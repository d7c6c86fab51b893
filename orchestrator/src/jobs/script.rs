//! Remote launcher script
//!
//! The launcher runs the engine under a wall-clock limit, records progress
//! in the status file and deletes its own VM on exit so billing stops even
//! when the engine crashes. Every interpolated value is shell-quoted.

use secrecy::{ExposeSecret, SecretString};

use crate::bootstrap::mtls::RemoteMtlsPaths;
use crate::cloud::models::ServerId;
use crate::remote::exec::sh_quote;

/// Inputs for one job's launcher
#[derive(Debug, Clone)]
pub struct LauncherParams {
    pub job_id: String,
    pub template_id: String,
    pub template_name: String,
    pub triggered_by: String,
    pub program_dir: String,
    pub data_file: String,
    pub entry_command: String,
    pub log_path: String,
    pub status_path: String,
    pub max_runtime_secs: u64,
    pub platform_api_url: Option<String>,
    pub mtls: Option<RemoteMtlsPaths>,
    pub cloud_api_url: String,
    pub cloud_api_token: SecretString,
    pub server_id: ServerId,
}

fn export(out: &mut String, name: &str, value: &str) {
    out.push_str(&format!("export {}={}\n", name, sh_quote(value)));
}

fn assign(out: &mut String, name: &str, value: &str) {
    out.push_str(&format!("{}={}\n", name, sh_quote(value)));
}

pub fn render_launcher(params: &LauncherParams) -> String {
    let mut s = String::from("#!/usr/bin/env bash\nset -euo pipefail\n\n");

    export(&mut s, "OPTIMIZER_JOB_ID", &params.job_id);
    export(&mut s, "OPTIMIZER_TEMPLATE_ID", &params.template_id);
    export(&mut s, "OPTIMIZER_TEMPLATE_NAME", &params.template_name);
    export(&mut s, "OPTIMIZER_TRIGGERED_BY", &params.triggered_by);
    export(&mut s, "OPTIMIZER_DATA_FILE", &params.data_file);
    if let Some(url) = &params.platform_api_url {
        export(&mut s, "OPTIMIZER_PLATFORM_API_URL", url);
    }
    if let Some(mtls) = &params.mtls {
        export(&mut s, "OPTIMIZER_MTLS_CERT", &mtls.cert);
        export(&mut s, "OPTIMIZER_MTLS_KEY", &mtls.key);
        export(&mut s, "OPTIMIZER_MTLS_CA", &mtls.ca);
    }
    s.push('\n');

    assign(&mut s, "STATUS_FILE", &params.status_path);
    assign(&mut s, "LOG_FILE", &params.log_path);
    assign(&mut s, "CLOUD_API_URL", params.cloud_api_url.trim_end_matches('/'));
    assign(&mut s, "CLOUD_API_TOKEN", params.cloud_api_token.expose_secret());
    assign(&mut s, "SERVER_ID", &params.server_id.to_string());

    s.push_str(
        r#"
self_destruct() {
  code=$?
  if [ "$code" -ne 0 ] && ! grep -q '^failed' "$STATUS_FILE" 2>/dev/null; then
    echo "failed:$code" > "$STATUS_FILE"
  fi
  echo "[launcher] exiting with $code, deleting server $SERVER_ID"
  sync || true
  curl -fsS -X DELETE -H "Authorization: Bearer ${CLOUD_API_TOKEN}" \
    "${CLOUD_API_URL}/servers/${SERVER_ID}" > /dev/null || true
}
trap self_destruct EXIT

mkdir -p "$(dirname "$STATUS_FILE")" "$(dirname "$LOG_FILE")"
echo running > "$STATUS_FILE"
echo "[launcher] job $OPTIMIZER_JOB_ID started at $(date -u +%Y-%m-%dT%H:%M:%SZ)"
"#,
    );

    s.push_str(&format!("cd {}\n", sh_quote(&params.program_dir)));
    s.push_str("set +e\n");
    s.push_str(&format!(
        "timeout --signal=TERM --kill-after=60 {} bash -c {} 2>&1\n",
        params.max_runtime_secs,
        sh_quote(&params.entry_command)
    ));
    s.push_str(
        r#"code=$?
set -e
if [ "$code" -eq 0 ]; then
  echo succeeded > "$STATUS_FILE"
else
  echo "failed:$code" > "$STATUS_FILE"
fi
exit "$code"
"#,
    );
    s
}

/// Start the launcher outside the SSH session and record its PID; the
/// launcher's output goes to the log file
pub fn detached_launch(launcher_path: &str, log_path: &str, pid_path: &str) -> String {
    let log = sh_quote(log_path);
    let pid = sh_quote(pid_path);
    format!(
        "mkdir -p \"$(dirname {log})\" \"$(dirname {pid})\"\n\
         nohup setsid bash {launcher} >> {log} 2>&1 < /dev/null &\n\
         echo $! > {pid}",
        launcher = sh_quote(launcher_path),
        log = log,
        pid = pid,
    )
}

━━━━

## DESCRIPTION OF THE TASK:
For this exercise, gather every line of the data that contains the word "Option".

## ANSWER BELOW:
    pub platform_api_url: Option<String>,
    pub mtls: Option<RemoteMtlsPaths>,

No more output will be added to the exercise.